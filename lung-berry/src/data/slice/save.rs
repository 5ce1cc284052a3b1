//! 图像的持久化存储.

use super::{ContourOverlay, MaskSlice, ScanSlice};
use crate::consts::gray;
use image::ImageResult;
use std::path::Path;

/// 表明一个可以通过 **可视化友好** 模式持久化存储的图像对象.
///
/// `ImgWriteVis` trait 的意图是, 图像将以 "可视化友好"
/// 的方式保存, 而不是 "as is" 的方式. 这意味着, 对于 `MaskSlice`
/// 这类布尔图像, 在保存时会映射为黑白两色; 对于 `ScanSlice`
/// 这类以 CT HU 值存储的扫描, 在保存时会用常见的肺部可视化窗口规范化.
pub trait ImgWriteVis {
    /// 按照一定的可视化规则将图片保存到 `path` 路径.
    fn save<P: AsRef<Path>>(&self, path: P) -> ImageResult<()>;
}

/// 窗位 -600, 窗宽 1500.
///
/// # Panic
///
/// 切片中出现非有穷 HU 值时 panic.
impl ImgWriteVis for ScanSlice<'_> {
    fn save<P: AsRef<Path>>(&self, path: P) -> ImageResult<()> {
        let (height, width) = self.shape();
        let mut buf = image::GrayImage::new(width as u32, height as u32);
        const WINDOW: crate::CtWindow = crate::CtWindow::from_lung_visual();
        for ((h, w), &hu) in self.indexed_iter() {
            let gray = WINDOW.eval(hu).unwrap();
            buf.put_pixel(w as u32, h as u32, image::Luma([gray]));
        }
        buf.save(path)
    }
}

/// 前景映射为白色, 背景映射为黑色.
impl ImgWriteVis for MaskSlice<'_> {
    fn save<P: AsRef<Path>>(&self, path: P) -> ImageResult<()> {
        let (height, width) = self.shape();
        let mut buf = image::GrayImage::new(width as u32, height as u32);
        for ((h, w), &fg) in self.indexed_iter() {
            let pix = if fg { gray::WHITE } else { gray::BLACK };
            buf.put_pixel(w as u32, h as u32, image::Luma([pix]));
        }
        buf.save(path)
    }
}

/// 见 [`ContourOverlay::render`].
impl ImgWriteVis for ContourOverlay<'_> {
    fn save<P: AsRef<Path>>(&self, path: P) -> ImageResult<()> {
        self.render().save(path)
    }
}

> **Your goal**: Write out every record exactly as it appears above.

> **Reply**:
filename lung-berry/src/data/slice/save.rs
repository 5ce1cc284052a3b1
//! 图像的持久化存储.

use super::{ContourOverlay, MaskSlice, ScanSlice};
use crate::consts::gray;
use image::ImageResult;
use std::path::Path;

/// 表明一个可以通过 **可视化友好** 模式持久化存储的图像对象.
///
/// `ImgWriteVis` trait 的意图是, 图像将以 "可视化友好"
/// 的方式保存, 而不是 "as is" 的方式. 这意味着, 对于 `MaskSlice`
/// 这类布尔图像, 在保存时会映射为黑白两色; 对于 `ScanSlice`
/// 这类以 CT HU 值存储的扫描, 在保存时会用常见的肺部可视化窗口规范化.
pub trait ImgWriteVis {
    /// 按照一定的可视化规则将图片保存到 `path` 路径.
    fn save<P: AsRef<Path>>(&self, path: P) -> ImageResult<()>;
}

/// 窗位 -600, 窗宽 1500.
///
/// # Panic
///
/// 切片中出现非有穷 HU 值时 panic.
impl ImgWriteVis for ScanSlice<'_> {
    fn save<P: AsRef<Path>>(&self, path: P) -> ImageResult<()> {
        let (height, width) = self.shape();
        let mut buf = image::GrayImage::new(width as u32, height as u32);
        const WINDOW: crate::CtWindow = crate::CtWindow::from_lung_visual();
        for ((h, w), &hu) in self.indexed_iter() {
            let gray = WINDOW.eval(hu).unwrap();
            buf.put_pixel(w as u32, h as u32, image::Luma([gray]));
        }
        buf.save(path)
    }
}

/// 前景映射为白色, 背景映射为黑色.
impl ImgWriteVis for MaskSlice<'_> {
    fn save<P: AsRef<Path>>(&self, path: P) -> ImageResult<()> {
        let (height, width) = self.shape();
        let mut buf = image::GrayImage::new(width as u32, height as u32);
        for ((h, w), &fg) in self.indexed_iter() {
            let pix = if fg { gray::WHITE } else { gray::BLACK };
            buf.put_pixel(w as u32, h as u32, image::Luma([pix]));
        }
        buf.save(path)
    }
}

/// 见 [`ContourOverlay::render`].
impl ImgWriteVis for ContourOverlay<'_> {
    fn save<P: AsRef<Path>>(&self, path: P) -> ImageResult<()> {
        self.render().save(path)
    }
}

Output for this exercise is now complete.